Dr. Ralph Maughan is professor emeritus of political science at Idaho State University. He was a Western Watersheds Project Board Member off and on for many years, and was also its President for several years. For a long time he produced Ralph Maughan's Wolf Report. He was a founder of the Greater Yellowstone Coalition. He and Jackie Johnson Maughan wrote three editions of "Hiking Idaho." He also wrote "Beyond the Tetons" and "Backpacking Wyoming's Teton and Washakie Wilderness." He created and is the administrator of The Wildlife News.

7 Responses to Payette National Forest proposes drastic reduction in sheep !

  1. Buffaloed says:

    This is a very important meeting and I encourage everyone that can make it to attend.

  2. Debra K says:

    Great to have an agency propose real reductions in domestic sheep grazing! The Payette will no doubt get lots of political pressure from ID politicians and permittees, so let’s hope conservationists pay attention and attend this meeting in Boise.

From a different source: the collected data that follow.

//! Four-tier matcher: literal > pinyin > homophone > fuzzy.
//!
//! Each record is scored by the first tier (and, within a tier, the first
//! field) it qualifies for; later tiers only look at unclaimed records.
//! Score bands never overlap across tiers except at their shared edge, so an
//! exact name hit always outranks a fuzzy menu hit.

use canteen_core::{RecordId, ScoredMatch, SearchRecord};
use rustc_hash::FxHashSet;
use serde::Serialize;
use tracing::debug;

use crate::config::SearchConfig;
use crate::fuzzy::weighted_fuzzy_search;
use crate::normalize::approximately_equal_with;
use crate::phonetic::romanized_substring_match;

/// Upper bound of the fuzzy tier's score band.
pub const FUZZY_SCORE_CEILING: f64 = 60.0;

#[derive(Debug, Clone, Copy, PartialEq, Eq, Hash, Serialize)]
#[serde(rename_all = "snake_case")]
pub enum Tier {
    Literal,
    Phonetic,
    Homophone,
    Fuzzy,
}

impl Tier {
    pub fn as_str(&self) -> &'static str {
        match self {
            Tier::Literal => "literal",
            Tier::Phonetic => "phonetic",
            Tier::Homophone => "homophone",
            Tier::Fuzzy => "fuzzy",
        }
    }
}

/// A scored match together with the tier that produced it.
#[derive(Debug, Clone, PartialEq, Eq, Serialize)]
pub struct MatchExplain {
    pub id: RecordId,
    pub score: u8,
    pub tier: Tier,
}

// Claimed records and their scores, in first-encountered order.
struct Claims {
    taken: FxHashSet<usize>,
    order: Vec<(usize, u8, Tier)>,
}

impl Claims {
    fn new() -> Self { Self { taken: FxHashSet::default(), order: Vec::new() } }

    fn is_claimed(&self, i: usize) -> bool { self.taken.contains(&i) }

    fn claim(&mut self, i: usize, score: u8, tier: Tier) {
        if self.taken.insert(i) {
            self.order.push((i, score, tier));
        }
    }
}

pub struct Matcher {
    cfg: SearchConfig,
}

impl Default for Matcher {
    fn default() -> Self { Self::new(SearchConfig::default()) }
}

impl Matcher {
    pub fn new(cfg: SearchConfig) -> Self { Self { cfg } }

    pub fn config(&self) -> &SearchConfig { &self.cfg }

    /// Ranked ids, most relevant first. Blank keyword -> empty.
    pub fn search(&self, keyword: &str, records: &[SearchRecord]) -> Vec<RecordId> {
        self.explain(keyword, records).into_iter().map(|m| m.id).collect()
    }

    pub fn search_scored(&self, keyword: &str, records: &[SearchRecord]) -> Vec<ScoredMatch> {
        self.explain(keyword, records)
            .into_iter()
            .map(|m| ScoredMatch { id: m.id, score: m.score })
            .collect()
    }

    pub fn explain(&self, keyword: &str, records: &[SearchRecord]) -> Vec<MatchExplain> {
        let kw = keyword.trim().to_lowercase();
        if kw.is_empty() || records.is_empty() {
            return Vec::new();
        }
        let started = std::time::Instant::now();
        let mut claims = Claims::new();

        for (i, r) in records.iter().enumerate() {
            if let Some(s) = literal_score(r, &kw) { claims.claim(i, s, Tier::Literal); }
        }
        for (i, r) in records.iter().enumerate() {
            if claims.is_claimed(i) { continue; }
            if let Some(s) = phonetic_score(r, &kw) { claims.claim(i, s, Tier::Phonetic); }
        }
        for (i, r) in records.iter().enumerate() {
            if claims.is_claimed(i) { continue; }
            if let Some(s) = homophone_score(r, &kw, self.cfg.similarity_threshold) { claims.claim(i, s, Tier::Homophone); }
        }
        // Per-record fuzzy distance does not depend on the other records, so
        // feeding only unclaimed ones gives the same hits as a full rescan.
        let unclaimed = records.iter().enumerate().filter(|(i, _)| !claims.is_claimed(*i));
        for hit in weighted_fuzzy_search(unclaimed, &self.cfg.field_weights, &kw, self.cfg.fuzzy_threshold) {
            claims.claim(hit.index, fuzzy_score(hit.distance), Tier::Fuzzy);
        }

        record_tier_metrics(&claims.order);
        let mut ranked = claims.order;
        ranked.sort_by(|a, b| b.1.cmp(&a.1));
        let elapsed = started.elapsed();
        metrics::histogram!("search_eval_ms", elapsed.as_secs_f64() * 1_000.0);
        debug!(keyword = %kw, records = records.len(), hits = ranked.len(), took_us = %elapsed.as_micros(), "search evaluated");

        ranked
            .into_iter()
            .map(|(i, score, tier)| MatchExplain { id: records[i].id.clone(), score, tier })
            .collect()
    }
}

/// Default-configured matcher entry point.
pub fn search(keyword: &str, records: &[SearchRecord]) -> Vec<RecordId> {
    Matcher::default().search(keyword, records)
}

fn literal_score(r: &SearchRecord, kw: &str) -> Option<u8> {
    let hit = |s: &str| s.to_lowercase().contains(kw);
    if hit(&r.name) { return Some(100); }
    if r.location().is_some_and(hit) { return Some(95); }
    if r.tags.iter().any(|t| hit(t)) { return Some(90); }
    if r.menu().is_some_and(hit) { return Some(85); }
    None
}

fn phonetic_score(r: &SearchRecord, kw: &str) -> Option<u8> {
    let hit = |s: &str| romanized_substring_match(s, kw);
    if hit(&r.name) { return Some(85); }
    if r.location().is_some_and(hit) { return Some(80); }
    if r.tags.iter().any(|t| hit(t)) { return Some(75); }
    if r.menu().is_some_and(hit) { return Some(70); }
    None
}

fn homophone_score(r: &SearchRecord, kw: &str, threshold: f64) -> Option<u8> {
    // a blank field's comparable form is "", which every key contains
    if !r.name.trim().is_empty() && approximately_equal_with(&r.name, kw, threshold) { return Some(70); }
    if r.location().is_some_and(|l| approximately_equal_with(l, kw, threshold)) { return Some(65); }
    None
}

fn fuzzy_score(distance: f64) -> u8 {
    ((1.0 - distance.clamp(0.0, 1.0)) * FUZZY_SCORE_CEILING).round() as u8
}

fn record_tier_metrics(order: &[(usize, u8, Tier)]) {
    for tier in [Tier::Literal, Tier::Phonetic, Tier::Homophone, Tier::Fuzzy] {
        let n = order.iter().filter(|(_, _, t)| *t == tier).count();
        if n > 0 {
            metrics::counter!("search_tier_hits_total", n as u64, "tier" => tier.as_str());
        }
    }
}
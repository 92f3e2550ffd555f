//! Unified error type for Duelgrid.

use duelgrid_host::HostError;
use duelgrid_protocol::ProtocolError;
use duelgrid_session::SessionError;

/// Top-level error that wraps all crate-specific errors.
///
/// When using the `duelgrid` meta-crate, you deal with this single error
/// type instead of importing errors from each sub-crate. The `#[from]`
/// attribute on each variant auto-generates `From` impls, so the `?`
/// operator converts sub-crate errors automatically.
#[derive(Debug, thiserror::Error)]
pub enum DuelgridError {
    /// A protocol-level error (bundle encode/decode).
    #[error(transparent)]
    Protocol(#[from] ProtocolError),

    /// A host-level error (send, edit, delete, membership).
    #[error(transparent)]
    Host(#[from] HostError),

    /// A session-level error (host failure inside a handler, bundle
    /// restore rejection).
    #[error(transparent)]
    Session(#[from] SessionError),
}
//! Messaging-host abstraction for Duelgrid.
//!
//! The session never talks to a chat platform directly. It drives a
//! [`MessagingHost`], an abstract capability set covering everything a
//! game needs from its platform: channel allocation, message delivery,
//! in-place edits, deletion, and channel membership. How a host renders a
//! control grid or what a "silent" join looks like is entirely its
//! business; the session only states intent.
//!
//! [`InMemoryHost`] is the provided implementation: it records every
//! operation in order, which makes it both a development stand-in and the
//! test double every sequencing assertion is written against.

mod error;
mod memory;

pub use error::HostError;
pub use memory::{HostOp, InMemoryHost};

use std::future::Future;

use duelgrid_protocol::{
    ChannelId, Control, MessageContent, MessageId, UserId,
};

/// The capability set a chat platform offers to a game session.
///
/// Implementations are handles: `Clone` is a supertrait because the
/// session hands an owned copy to fire-and-forget cleanup tasks, so a
/// clone must be cheap and refer to the same underlying platform client.
///
/// Every operation is asynchronous and fallible. The session issues calls
/// in a strict program order and never retries; a failure propagates to
/// the event handler that triggered it.
pub trait MessagingHost: Clone + Send + Sync + 'static {
    /// Allocates a fresh channel scoped to one game session.
    fn create_channel(
        &self,
    ) -> impl Future<Output = Result<ChannelId, HostError>> + Send;

    /// Sends a message to a channel. Returns a handle usable for later
    /// edits and deletion.
    fn send_message(
        &self,
        channel: ChannelId,
        content: MessageContent,
    ) -> impl Future<Output = Result<MessageId, HostError>> + Send;

    /// Replaces a message's content and controls wholesale.
    fn edit_message(
        &self,
        channel: ChannelId,
        message: MessageId,
        content: MessageContent,
    ) -> impl Future<Output = Result<(), HostError>> + Send;

    /// Replaces a single control within a message, addressed by its
    /// identity, leaving the rest of the grid untouched.
    fn edit_control(
        &self,
        channel: ChannelId,
        message: MessageId,
        control: Control,
    ) -> impl Future<Output = Result<(), HostError>> + Send;

    /// Deletes a message by handle.
    fn delete_message(
        &self,
        channel: ChannelId,
        message: MessageId,
    ) -> impl Future<Output = Result<(), HostError>> + Send;

    /// Adds a user to a channel. With `silent`, the join must not produce
    /// a visible or audible announcement on the platform.
    fn add_member(
        &self,
        channel: ChannelId,
        user: UserId,
        silent: bool,
    ) -> impl Future<Output = Result<(), HostError>> + Send;

    /// Removes a user from a channel.
    fn remove_member(
        &self,
        channel: ChannelId,
        user: UserId,
    ) -> impl Future<Output = Result<(), HostError>> + Send;

    /// Sends a private, user-scoped message outside any game channel.
    fn send_private(
        &self,
        user: UserId,
        text: &str,
    ) -> impl Future<Output = Result<(), HostError>> + Send;
}
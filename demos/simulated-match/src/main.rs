//! Plays a complete match against the in-memory host and prints the
//! resulting host operation log.
//!
//! Run with `RUST_LOG=debug` to watch the session's own tracing output
//! interleave with the scripted moves.

use duelgrid::prelude::*;

/// The scripted moves: U-1 takes the top row while U-2 answers in the
/// middle row.
const MOVES: [(u64, usize); 5] = [(1, 0), (2, 3), (1, 1), (2, 4), (1, 2)];

#[tokio::main]
async fn main() -> Result<(), DuelgridError> {
    tracing_subscriber::fmt()
        .with_env_filter(
            tracing_subscriber::EnvFilter::try_from_default_env()
                .unwrap_or_else(|_| tracing_subscriber::EnvFilter::new("info")),
        )
        .init();

    let host = InMemoryHost::new();
    let mut registry = SessionRegistry::new(host.clone(), GameConfig::default());

    // Pin the coin so the scripted moves always line up with the turn order.
    let channel = registry
        .open_session_with_coin(Box::new(FixedCoin(PlayerSlot::First)))
        .await?;
    println!("session opened on {channel}");

    for user in [UserId(1), UserId(2)] {
        registry.dispatch(HostEvent::Join { channel, user }).await?;
    }

    for (user, cell) in MOVES {
        if let Some(to_move) =
            registry.session(&channel).and_then(Session::current_user)
        {
            println!("{to_move} to move, picks cell {cell}");
        }
        registry
            .dispatch(HostEvent::ControlActivated {
                channel,
                user: UserId(user),
                control: ControlId::cell(cell),
            })
            .await?;
    }

    let session = registry.session(&channel).expect("session is live");
    println!(
        "match over: phase={}, remaining={}",
        session.phase(),
        session.board().remaining()
    );

    println!("\nhost operation log:");
    for (index, op) in host.ops().await.iter().enumerate() {
        match op {
            HostOp::ChannelCreated { channel } => {
                println!("{index:>3}. channel {channel} created");
            }
            HostOp::MessageSent { message, content, .. } => {
                println!(
                    "{index:>3}. sent {message}: {:?} ({} controls)",
                    content.text,
                    content.controls.len()
                );
            }
            HostOp::MessageEdited { message, .. } => {
                println!("{index:>3}. edited {message} (full re-render)");
            }
            HostOp::ControlReplaced { message, control, .. } => {
                println!(
                    "{index:>3}. replaced control {} in {message}",
                    control.id
                );
            }
            HostOp::MessageDeleted { message, .. } => {
                println!("{index:>3}. deleted {message}");
            }
            HostOp::MemberAdded { user, silent, .. } => {
                println!("{index:>3}. added {user} (silent: {silent})");
            }
            HostOp::MemberRemoved { user, .. } => {
                println!("{index:>3}. removed {user}");
            }
            HostOp::PrivateSent { user, text } => {
                println!("{index:>3}. private to {user}: {text:?}");
            }
        }
    }

    Ok(())
}
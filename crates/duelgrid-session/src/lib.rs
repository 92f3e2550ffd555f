//! Game session state machine for Duelgrid.
//!
//! A [`Session`] tracks membership, turn order, board state, and win/draw
//! detection for one two-player match, and drives an abstract messaging
//! host through each state transition. The host delivers events (join,
//! leave, control activation); the session answers with an exactly-ordered
//! sequence of host requests.
//!
//! # Key types
//!
//! - [`Session`]: the state machine itself
//! - [`Phase`]: coarse lifecycle: Lobby → Active → Stale (terminal)
//! - [`Board`] / [`Cell`] / [`WinningLine`]: grid state and line detection
//! - [`SessionBundle`]: the persisted layout, restored verbatim
//! - [`CoinFlip`]: the injectable randomness seam for the first-player pick

mod board;
mod bundle;
mod coin;
mod config;
mod error;
mod session;

pub use board::{Board, Cell, WinningLine};
pub use bundle::SessionBundle;
pub use coin::{CoinFlip, FixedCoin, RandomCoin};
pub use config::{DEFAULT_BOARD_SIZE, GameConfig, Phase};
pub use error::SessionError;
pub use session::Session;
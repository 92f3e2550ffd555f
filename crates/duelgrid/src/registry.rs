//! Session registry: owns live sessions and routes host events to them.

use std::collections::HashMap;

use duelgrid_host::MessagingHost;
use duelgrid_protocol::{ChannelId, ControlId, UserId};
use duelgrid_session::{
    CoinFlip, GameConfig, RandomCoin, Session, SessionBundle,
};

use crate::DuelgridError;

/// An inbound event from the messaging host.
///
/// This is the session core's whole inbound surface: the host translates
/// whatever its platform produces (slash command, button click, member
/// update) into one of these.
#[derive(Debug, Clone, PartialEq, Eq)]
pub enum HostEvent {
    /// A user asked to join the game in `channel`.
    Join { channel: ChannelId, user: UserId },
    /// A user left the game in `channel`.
    Leave { channel: ChannelId, user: UserId },
    /// A user activated a control on one of the session's messages.
    ControlActivated {
        channel: ChannelId,
        user: UserId,
        control: ControlId,
    },
}

impl HostEvent {
    fn channel(&self) -> ChannelId {
        match self {
            Self::Join { channel, .. }
            | Self::Leave { channel, .. }
            | Self::ControlActivated { channel, .. } => *channel,
        }
    }
}

/// Owns every live session and dispatches events by channel.
///
/// Event delivery is serialized per session by construction: `dispatch`
/// takes `&mut self` and runs each handler to completion, so two events
/// for the same session can never interleave.
pub struct SessionRegistry<H: MessagingHost> {
    host: H,
    config: GameConfig,
    sessions: HashMap<ChannelId, Session<H>>,
}

impl<H: MessagingHost> SessionRegistry<H> {
    /// Creates an empty registry over the given host.
    pub fn new(host: H, config: GameConfig) -> Self {
        Self {
            host,
            config,
            sessions: HashMap::new(),
        }
    }

    /// Opens a fresh session on a newly allocated channel.
    pub async fn open_session(&mut self) -> Result<ChannelId, DuelgridError> {
        self.open_session_with_coin(Box::new(RandomCoin)).await
    }

    /// Opens a fresh session with an injected first-player coin.
    pub async fn open_session_with_coin(
        &mut self,
        coin: Box<dyn CoinFlip>,
    ) -> Result<ChannelId, DuelgridError> {
        let session =
            Session::create(self.host.clone(), self.config.clone(), coin)
                .await?;
        let channel = session.channel();
        self.sessions.insert(channel, session);
        tracing::info!(%channel, "session opened");
        Ok(channel)
    }

    /// Restores a persisted session and takes ownership of it.
    pub fn restore_session(
        &mut self,
        bundle: SessionBundle,
    ) -> Result<ChannelId, DuelgridError> {
        let session = Session::restore(
            self.host.clone(),
            self.config.clone(),
            bundle,
            Box::new(RandomCoin),
        )?;
        let channel = session.channel();
        self.sessions.insert(channel, session);
        Ok(channel)
    }

    /// Routes an event to the session owning its channel.
    ///
    /// Events for channels without a session are not an error: the host
    /// may relay activity from channels that were never ours, or from a
    /// session already torn down. They are logged and dropped.
    pub async fn dispatch(
        &mut self,
        event: HostEvent,
    ) -> Result<(), DuelgridError> {
        let channel = event.channel();
        let Some(session) = self.sessions.get_mut(&channel) else {
            tracing::debug!(%channel, "event for unknown channel, dropping");
            return Ok(());
        };

        match event {
            HostEvent::Join { user, .. } => session.handle_join(user).await?,
            HostEvent::Leave { user, .. } => session.handle_leave(user).await?,
            // The leave control maps to the same path as a platform leave.
            HostEvent::ControlActivated { user, control, .. }
                if control.is_leave() =>
            {
                session.handle_leave(user).await?
            }
            HostEvent::ControlActivated { user, control, .. } => {
                session.handle_selection(user, &control).await?
            }
        }
        Ok(())
    }

    /// The session bound to a channel, if any.
    pub fn session(&self, channel: &ChannelId) -> Option<&Session<H>> {
        self.sessions.get(channel)
    }

    /// Number of live sessions.
    pub fn session_count(&self) -> usize {
        self.sessions.len()
    }

    /// Returns `true` if no session is live.
    pub fn is_empty(&self) -> bool {
        self.sessions.is_empty()
    }

    /// Hands every session off for persistence, consuming the registry.
    ///
    /// Stale sessions export nothing and are simply dropped.
    pub fn suspend_all(self) -> Vec<SessionBundle> {
        let mut bundles: Vec<SessionBundle> = self
            .sessions
            .values()
            .filter_map(Session::suspend)
            .collect();
        // Deterministic order for whoever stores these.
        bundles.sort_by_key(|b| b.channel.0);
        tracing::info!(persisted = bundles.len(), "registry suspended");
        bundles
    }
}
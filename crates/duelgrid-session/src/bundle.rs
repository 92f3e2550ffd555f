//! The persisted session bundle.
//!
//! A bundle is the exact serialized layout of a session's state. Restoring
//! one reconstructs the in-memory session verbatim; no field is
//! recomputed, including the remaining-move counter.

use duelgrid_protocol::{
    ChannelId, MessageId, PlayerIcon, PlayerSlot, UserId,
};
use serde::{Deserialize, Serialize};

use crate::{Cell, Phase};

/// Everything a session persists between process lifetimes.
///
/// Produced by [`Session::suspend`](crate::Session::suspend) and consumed
/// by [`Session::restore`](crate::Session::restore). Stale sessions never
/// produce one, since a finished board is a closed artifact.
#[derive(Debug, Clone, PartialEq, Serialize, Deserialize)]
pub struct SessionBundle {
    /// Lifecycle phase at suspension time.
    pub phase: Phase,
    /// The game channel this session is bound to.
    pub channel: ChannelId,
    /// Handle of the persistent board message, if the game has started.
    pub board_message: Option<MessageId>,
    /// Index of the player whose turn it is, if the game has started.
    pub current: Option<PlayerSlot>,
    /// Handle of the most recent turn notice, if one is standing.
    pub turn_notice: Option<MessageId>,
    /// Whether a move from the current player would be accepted.
    pub awaiting_selection: bool,
    /// Moves left before the board is full.
    pub remaining: usize,
    /// Edge length of the board.
    pub board_size: usize,
    /// Players in join order, at most two.
    pub players: Vec<UserId>,
    /// The grid, flattened in row-major order.
    pub cells: Vec<Cell>,
    /// Icon assignment for the two slots.
    pub icons: [PlayerIcon; 2],
}
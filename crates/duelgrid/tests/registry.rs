//! Integration tests for event routing and registry-level persistence.

use duelgrid::prelude::*;

fn uid(id: u64) -> UserId {
    UserId(id)
}

fn registry_with_host() -> (InMemoryHost, SessionRegistry<InMemoryHost>) {
    let host = InMemoryHost::new();
    let registry = SessionRegistry::new(host.clone(), GameConfig::default());
    (host, registry)
}

/// Opens a session with a pinned first player and joins U-1 and U-2.
async fn started_session(
    registry: &mut SessionRegistry<InMemoryHost>,
) -> ChannelId {
    let channel = registry
        .open_session_with_coin(Box::new(FixedCoin(PlayerSlot::First)))
        .await
        .unwrap();
    registry
        .dispatch(HostEvent::Join { channel, user: uid(1) })
        .await
        .unwrap();
    registry
        .dispatch(HostEvent::Join { channel, user: uid(2) })
        .await
        .unwrap();
    channel
}

#[tokio::test]
async fn test_join_events_route_to_the_owning_session() {
    let (_host, mut registry) = registry_with_host();
    let channel = started_session(&mut registry).await;

    let session = registry.session(&channel).expect("session is live");
    assert_eq!(session.phase(), Phase::Active);
    assert_eq!(session.players(), [uid(1), uid(2)]);
}

#[tokio::test]
async fn test_sessions_on_different_channels_are_independent() {
    let (_host, mut registry) = registry_with_host();
    let first = started_session(&mut registry).await;
    let second = registry.open_session().await.unwrap();
    registry
        .dispatch(HostEvent::Join { channel: second, user: uid(7) })
        .await
        .unwrap();

    assert_eq!(registry.session_count(), 2);
    assert_eq!(registry.session(&first).unwrap().phase(), Phase::Active);
    assert_eq!(registry.session(&second).unwrap().phase(), Phase::Lobby);
    assert_eq!(registry.session(&second).unwrap().players(), [uid(7)]);
}

#[tokio::test]
async fn test_events_for_unknown_channels_are_dropped() {
    let (host, mut registry) = registry_with_host();
    let before = host.op_count().await;

    registry
        .dispatch(HostEvent::Join { channel: ChannelId(999), user: uid(1) })
        .await
        .unwrap();

    assert!(registry.is_empty());
    assert_eq!(host.op_count().await, before);
}

#[tokio::test]
async fn test_cell_activations_route_as_moves() {
    let (_host, mut registry) = registry_with_host();
    let channel = started_session(&mut registry).await;

    registry
        .dispatch(HostEvent::ControlActivated {
            channel,
            user: uid(1),
            control: ControlId::cell(4),
        })
        .await
        .unwrap();

    let session = registry.session(&channel).unwrap();
    assert_eq!(session.board().cell(4), Cell::Occupied(PlayerSlot::First));
    assert_eq!(session.current(), Some(PlayerSlot::Second));
}

#[tokio::test]
async fn test_leave_control_activation_routes_as_leave() {
    let (_host, mut registry) = registry_with_host();
    let channel = started_session(&mut registry).await;

    registry
        .dispatch(HostEvent::ControlActivated {
            channel,
            user: uid(2),
            control: ControlId::leave(),
        })
        .await
        .unwrap();

    let session = registry.session(&channel).unwrap();
    assert_eq!(session.phase(), Phase::Stale);
    assert_eq!(session.players(), [uid(1)]);
}

#[tokio::test]
async fn test_suspend_all_persists_live_sessions_and_drops_stale_ones() {
    let (_host, mut registry) = registry_with_host();

    // One lobby session worth persisting.
    let lobby = registry.open_session().await.unwrap();
    registry
        .dispatch(HostEvent::Join { channel: lobby, user: uid(1) })
        .await
        .unwrap();

    // One session driven stale via the silent sole-player leave.
    let stale = registry.open_session().await.unwrap();
    registry
        .dispatch(HostEvent::Join { channel: stale, user: uid(2) })
        .await
        .unwrap();
    registry
        .dispatch(HostEvent::Leave { channel: stale, user: uid(2) })
        .await
        .unwrap();

    let bundles = registry.suspend_all();

    assert_eq!(bundles.len(), 1);
    assert_eq!(bundles[0].channel, lobby);
    assert_eq!(bundles[0].players, vec![uid(1)]);
}

#[tokio::test]
async fn test_bundles_survive_the_codec_and_restore_into_a_fresh_registry() {
    let (host, mut registry) = registry_with_host();
    let channel = started_session(&mut registry).await;
    registry
        .dispatch(HostEvent::ControlActivated {
            channel,
            user: uid(1),
            control: ControlId::cell(0),
        })
        .await
        .unwrap();

    // Persist through the codec, as an embedder would.
    let codec = JsonCodec;
    let stored: Vec<Vec<u8>> = registry
        .suspend_all()
        .iter()
        .map(|b| codec.encode(b).unwrap())
        .collect();
    assert_eq!(stored.len(), 1);

    // A later process restores from bytes.
    let mut fresh = SessionRegistry::new(host, GameConfig::default());
    for bytes in &stored {
        let bundle: SessionBundle = codec.decode(bytes).unwrap();
        fresh.restore_session(bundle).unwrap();
    }

    let session = fresh.session(&channel).expect("session restored");
    assert_eq!(session.phase(), Phase::Active);
    assert_eq!(session.board().cell(0), Cell::Occupied(PlayerSlot::First));
    assert_eq!(session.current(), Some(PlayerSlot::Second));
    assert!(session.awaiting_selection());
}
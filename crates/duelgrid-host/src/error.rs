//! Error types for the host layer.

use duelgrid_protocol::{ChannelId, MessageId};

/// Errors surfaced by a messaging host.
///
/// These are deliberately coarse: the session doesn't recover from host
/// failures, it only propagates them, so the variants exist for logging
/// and for callers above the session to decide what to do.
#[derive(Debug, thiserror::Error)]
pub enum HostError {
    /// Channel allocation failed.
    #[error("channel creation failed: {0}")]
    ChannelCreateFailed(String),

    /// Sending a message failed.
    #[error("send to {0} failed: {1}")]
    SendFailed(ChannelId, String),

    /// Editing a message (or one of its controls) failed.
    #[error("edit of {0} failed: {1}")]
    EditFailed(MessageId, String),

    /// Deleting a message failed.
    #[error("delete of {0} failed: {1}")]
    DeleteFailed(MessageId, String),

    /// Adding or removing a channel member failed.
    #[error("membership change in {0} failed: {1}")]
    MembershipFailed(ChannelId, String),

    /// The host is gone (shut down, disconnected).
    #[error("messaging host unavailable")]
    Unavailable,
}
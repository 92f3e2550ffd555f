//! Shared protocol types for Duelgrid.
//!
//! This crate defines the vocabulary the session and the messaging host
//! have in common:
//!
//! - **Identities** ([`UserId`], [`ChannelId`], [`MessageId`]): opaque
//!   references into the host's world.
//! - **Controls** ([`Control`], [`ControlId`], [`ControlStyle`]): the
//!   interactive elements attached to messages, including the cell-index
//!   encoding used by the board grid.
//! - **Messages** ([`MessageContent`], [`AllowedMentions`]): what the
//!   session asks the host to deliver.
//! - **Codec** ([`Codec`] trait, [`JsonCodec`]): how a session bundle is
//!   turned into bytes for persistence and back.
//!
//! The crate knows nothing about game rules or the host's wire protocol;
//! it only names the things both sides refer to.

mod codec;
mod control;
mod error;
mod message;
mod types;

pub use codec::Codec;
#[cfg(feature = "json")]
pub use codec::JsonCodec;
pub use control::{
    Control, ControlId, ControlStyle, LEAVE_CONTROL_ID, board_controls,
};
pub use error::ProtocolError;
pub use message::{AllowedMentions, MessageContent};
pub use types::{ChannelId, MessageId, PlayerIcon, PlayerSlot, UserId};
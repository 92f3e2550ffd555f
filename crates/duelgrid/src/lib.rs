//! # Duelgrid
//!
//! Two-player board game sessions for chat platforms.
//!
//! Duelgrid runs the game: membership, turn order, board state, win and
//! draw detection, and the sequencing of every notification tied to a
//! state transition. Everything platform-specific (rendering controls,
//! creating channels, delivering messages) lives behind the
//! [`MessagingHost`](duelgrid_host::MessagingHost) trait; the session
//! drives it by intent.
//!
//! ## Quick start
//!
//! ```rust,no_run
//! use duelgrid::prelude::*;
//!
//! # async fn run() -> Result<(), DuelgridError> {
//! let host = InMemoryHost::new();
//! let mut registry = SessionRegistry::new(host, GameConfig::default());
//!
//! let channel = registry.open_session().await?;
//! registry
//!     .dispatch(HostEvent::Join { channel, user: UserId(1) })
//!     .await?;
//! # Ok(())
//! # }
//! ```

mod error;
mod registry;

pub use error::DuelgridError;
pub use registry::{HostEvent, SessionRegistry};

/// The working set, re-exported for one-line imports.
pub mod prelude {
    pub use duelgrid_host::{HostError, HostOp, InMemoryHost, MessagingHost};
    #[cfg(feature = "json")]
    pub use duelgrid_protocol::JsonCodec;
    pub use duelgrid_protocol::{
        AllowedMentions, ChannelId, Codec, Control, ControlId, ControlStyle,
        MessageContent, MessageId, PlayerIcon, PlayerSlot, UserId,
        board_controls,
    };
    pub use duelgrid_session::{
        Board, Cell, CoinFlip, FixedCoin, GameConfig, Phase, RandomCoin,
        Session, SessionBundle, SessionError, WinningLine,
    };

    pub use crate::{DuelgridError, HostEvent, SessionRegistry};
}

    It’s also commendable that this agency is having a public session in Boise, as so often ID’s major population center is ignored in land management issues.

  3. vicki says:

    I amsending well wishes your way Buffaloed. I am in Colorado, and have no way to attend, but will cross my fingers for you.

  4. Ryan says:

    This is great news, I wish I could make the drive to Idaho to be there for this.

  5. Buffaloed says:

    I went to the meeting last night and there was a large contingent of conservationists there but, unless there was someone that I didn’t know, I didn’t see anyone from ICL there. SFW didn’t seem to be there either. Correct me if I’m wrong please.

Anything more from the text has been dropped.